> WHAT IS NEEDED
Search the entries for the string "display" and give the number of lines that hold it, nothing more.

> DATA IN THIS EXERCISE
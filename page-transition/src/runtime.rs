//! # Runtime 模块
//!
//! `PageTransitions`：应用启动时构建一次的服务集合，
//! 把存储、上下文、文档、帧循环、路由和目录连在一起，
//! 由链接拦截器和导航处理器共享。

use std::cell::Cell;
use std::rc::Rc;

use crate::animation::Completion;
use crate::catalogue::Catalogue;
use crate::config::TransitionConfig;
use crate::context::TransitionContext;
use crate::document::{Document, Element};
use crate::error::{TransitionError, TransitionResult};
use crate::events::{EventLog, TransitionEvent};
use crate::frame::FrameLoop;
use crate::handler::PostNavigationHandler;
use crate::interceptor::LinkInterceptor;
use crate::overlay::Overlay;
use crate::router::Router;
use crate::scope::Scope;
use crate::store::TransitionStore;

/// 页面过渡运行时
#[derive(Debug)]
pub struct PageTransitions {
    config: TransitionConfig,
    store: Rc<TransitionStore>,
    context: Rc<TransitionContext>,
    document: Rc<Document>,
    frames: Rc<FrameLoop>,
    router: Rc<Router>,
    overlay: Rc<Overlay>,
    catalogue: Catalogue,
    events: EventLog,
    handler_mounted: Cell<bool>,
}

impl PageTransitions {
    pub fn new(config: TransitionConfig, document: Rc<Document>, router: Rc<Router>) -> Rc<Self> {
        let frames = Rc::new(FrameLoop::new());
        let overlay = Rc::new(Overlay::new(
            document.clone(),
            frames.clone(),
            config.overlay_id.clone(),
            config.overlay.clone(),
        ));
        let catalogue = Catalogue::new(frames.clone(), overlay.clone());

        tracing::info!(
            default = %config.default_transition,
            content_root = %config.content_root_id,
            "页面过渡运行时已创建"
        );

        Rc::new(Self {
            store: Rc::new(TransitionStore::new(config.default_transition)),
            context: Rc::new(TransitionContext::new(config.fallback_delay())),
            document,
            frames,
            router,
            overlay,
            catalogue,
            events: EventLog::new(),
            handler_mounted: Cell::new(false),
            config,
        })
    }

    pub fn config(&self) -> &TransitionConfig {
        &self.config
    }

    pub fn store(&self) -> &Rc<TransitionStore> {
        &self.store
    }

    pub fn context(&self) -> &Rc<TransitionContext> {
        &self.context
    }

    pub fn document(&self) -> &Rc<Document> {
        &self.document
    }

    pub fn frames(&self) -> &Rc<FrameLoop> {
        &self.frames
    }

    pub fn router(&self) -> &Rc<Router> {
        &self.router
    }

    pub fn catalogue(&self) -> &Catalogue {
        &self.catalogue
    }

    pub fn events(&self) -> &EventLog {
        &self.events
    }

    pub(crate) fn record(&self, event: TransitionEvent) {
        self.events.record(event);
    }

    /// 当前内容节点
    pub fn content_node(&self) -> Option<Rc<Element>> {
        self.document.get_element_by_id(&self.config.content_root_id)
    }

    /// 设置遮罩加载文字
    pub fn set_overlay_label(&self, text: impl Into<String>) {
        self.overlay.set_label(text);
    }

    /// 收起遮罩，遮罩不存在时立即完成
    pub fn hide_overlay(&self) -> Completion {
        self.overlay.hide()
    }

    /// 在作用域中提供运行时、上下文和存储
    pub fn provide(self: &Rc<Self>, scope: &Scope) {
        scope.provide(self.clone());
        scope.provide(self.context.clone());
        scope.provide(self.store.clone());
    }

    /// 为链接创建拦截器
    pub fn interceptor(self: &Rc<Self>) -> LinkInterceptor {
        LinkInterceptor::new(self.clone())
    }

    /// 挂载导航处理器
    ///
    /// 同一运行时只能挂载一个，处理器销毁后可重新挂载。
    pub fn mount_handler(self: &Rc<Self>) -> TransitionResult<PostNavigationHandler> {
        if self.handler_mounted.replace(true) {
            return Err(TransitionError::HandlerAlreadyMounted);
        }
        Ok(PostNavigationHandler::new(self.clone()))
    }

    pub(crate) fn unmount_handler(&self) {
        self.handler_mounted.set(false);
    }

    /// 驱动帧循环、导航处理器和兜底任务
    pub async fn run(&self, handler: &PostNavigationHandler) {
        tokio::join!(
            self.frames.run(self.config.frame_interval()),
            handler.run(),
            self.context.run_fallback(),
        );
    }
}
//! # Kola Site
//!
//! 站点宿主命令行：按脚本模拟导航，输出每一步的过渡事件。
//!
//! ## 用法
//!
//! ```bash
//! cargo run -p site-host
//! cargo run -p site-host -- run /about "/@door-swing" locale:ar plain:/contact
//! cargo run -p site-host -- run --config config/site.json --frame-rate 30 -v /services
//! cargo run -p site-host -- transitions
//! cargo run -p site-host -- init-config site.json
//! ```

use std::path::PathBuf;
use std::time::Duration;

use anyhow::Context;
use clap::{Parser, Subcommand};
use page_transition::{Locale, TransitionKind};
use site_host::{Site, SiteConfig, demo_steps, parse_steps};
use tracing::Level;

#[derive(Parser)]
#[command(name = "kola-site")]
#[command(about = "站点宿主 - 按脚本模拟带页面过渡的导航")]
#[command(version, author)]
struct Cli {
    #[command(subcommand)]
    command: Option<Commands>,

    /// 日志详细程度（-v 调试，-vv 追踪）
    #[arg(short, long, action = clap::ArgAction::Count, global = true)]
    verbose: u8,
}

#[derive(Subcommand)]
enum Commands {
    /// 执行导航脚本（不给步骤时执行演示脚本）
    Run {
        /// 导航步骤：`/about`、`/about@door-swing`、`plain:/contact`、`locale:ar`
        steps: Vec<String>,

        /// 站点配置文件（默认：config/site.json）
        #[arg(short, long, default_value = "config/site.json")]
        config: PathBuf,

        /// 初始语言，覆盖配置文件
        #[arg(short, long)]
        locale: Option<Locale>,

        /// 帧率，覆盖配置文件
        #[arg(long)]
        frame_rate: Option<u32>,

        /// 默认过渡效果，覆盖配置文件
        #[arg(short, long)]
        default_transition: Option<TransitionKind>,

        /// 页面挂载延迟（毫秒），覆盖配置文件
        #[arg(long)]
        mount_delay_ms: Option<u64>,

        /// 遮罩配色随机种子，覆盖配置文件
        #[arg(long)]
        seed: Option<u64>,

        /// 每步之后停留的时长（毫秒）
        #[arg(long, default_value = "200")]
        settle_ms: u64,
    },

    /// 列出所有过渡效果及时长
    Transitions,

    /// 写出默认配置文件
    InitConfig {
        /// 输出路径
        #[arg(default_value = "config/site.json")]
        path: PathBuf,
    },
}

fn main() -> anyhow::Result<()> {
    let cli = Cli::parse();
    init_tracing(cli.verbose);

    match cli.command {
        None => run(Vec::new(), RunOptions::default()),
        Some(Commands::Run {
            steps,
            config,
            locale,
            frame_rate,
            default_transition,
            mount_delay_ms,
            seed,
            settle_ms,
        }) => run(
            steps,
            RunOptions {
                config,
                locale,
                frame_rate,
                default_transition,
                mount_delay_ms,
                seed,
                settle_ms,
            },
        ),
        Some(Commands::Transitions) => {
            list_transitions();
            Ok(())
        }
        Some(Commands::InitConfig { path }) => {
            SiteConfig::default()
                .save(&path)
                .with_context(|| format!("无法写入 {}", path.display()))?;
            println!("✅ 已写出默认配置: {}", path.display());
            Ok(())
        }
    }
}

fn init_tracing(verbose: u8) {
    let level = match verbose {
        0 => Level::INFO,
        1 => Level::DEBUG,
        _ => Level::TRACE,
    };
    tracing_subscriber::fmt()
        .with_max_level(level)
        .with_target(false)
        .init();
}

/// `run` 子命令的覆盖项
struct RunOptions {
    config: PathBuf,
    locale: Option<Locale>,
    frame_rate: Option<u32>,
    default_transition: Option<TransitionKind>,
    mount_delay_ms: Option<u64>,
    seed: Option<u64>,
    settle_ms: u64,
}

impl Default for RunOptions {
    fn default() -> Self {
        Self {
            config: PathBuf::from("config/site.json"),
            locale: None,
            frame_rate: None,
            default_transition: None,
            mount_delay_ms: None,
            seed: None,
            settle_ms: 200,
        }
    }
}

impl RunOptions {
    /// 命令行参数覆盖配置文件
    fn apply(&self, config: &mut SiteConfig) {
        if let Some(locale) = self.locale {
            config.locale = locale;
        }
        if let Some(frame_rate) = self.frame_rate {
            config.frame_rate = frame_rate;
        }
        if let Some(kind) = self.default_transition {
            config.transition.default_transition = kind;
        }
        if let Some(delay) = self.mount_delay_ms {
            config.mount_delay_ms = delay;
        }
        if let Some(seed) = self.seed {
            config.transition.overlay.seed = Some(seed);
        }
    }
}

fn run(steps: Vec<String>, options: RunOptions) -> anyhow::Result<()> {
    let steps = if steps.is_empty() {
        demo_steps()
    } else {
        parse_steps(&steps)?
    };

    let mut config = SiteConfig::load(&options.config);
    options.apply(&mut config);

    let site = Site::new(config)?;
    let runtime = tokio::runtime::Builder::new_current_thread()
        .enable_time()
        .build()
        .context("无法创建异步运行时")?;

    let reports = runtime.block_on(
        site.run_script(&steps, Duration::from_millis(options.settle_ms)),
    );

    for report in &reports {
        println!("▶ {}  →  {}", report.step, report.href);
        for event in &report.events {
            println!("    {event}");
        }
    }
    println!();
    println!("✅ 共执行 {} 步", reports.len());
    Ok(())
}

fn list_transitions() {
    println!("{:<14} {:>8} {:>8}", "效果", "退出(s)", "进入(s)");
    println!("{}", "-".repeat(32));
    for kind in TransitionKind::ALL {
        let spec = kind.spec();
        println!(
            "{:<14} {:>8.2} {:>8.2}",
            kind.as_str(),
            spec.exit_timing.duration,
            spec.enter_timing.duration
        );
    }
}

> RESULT BELOW
2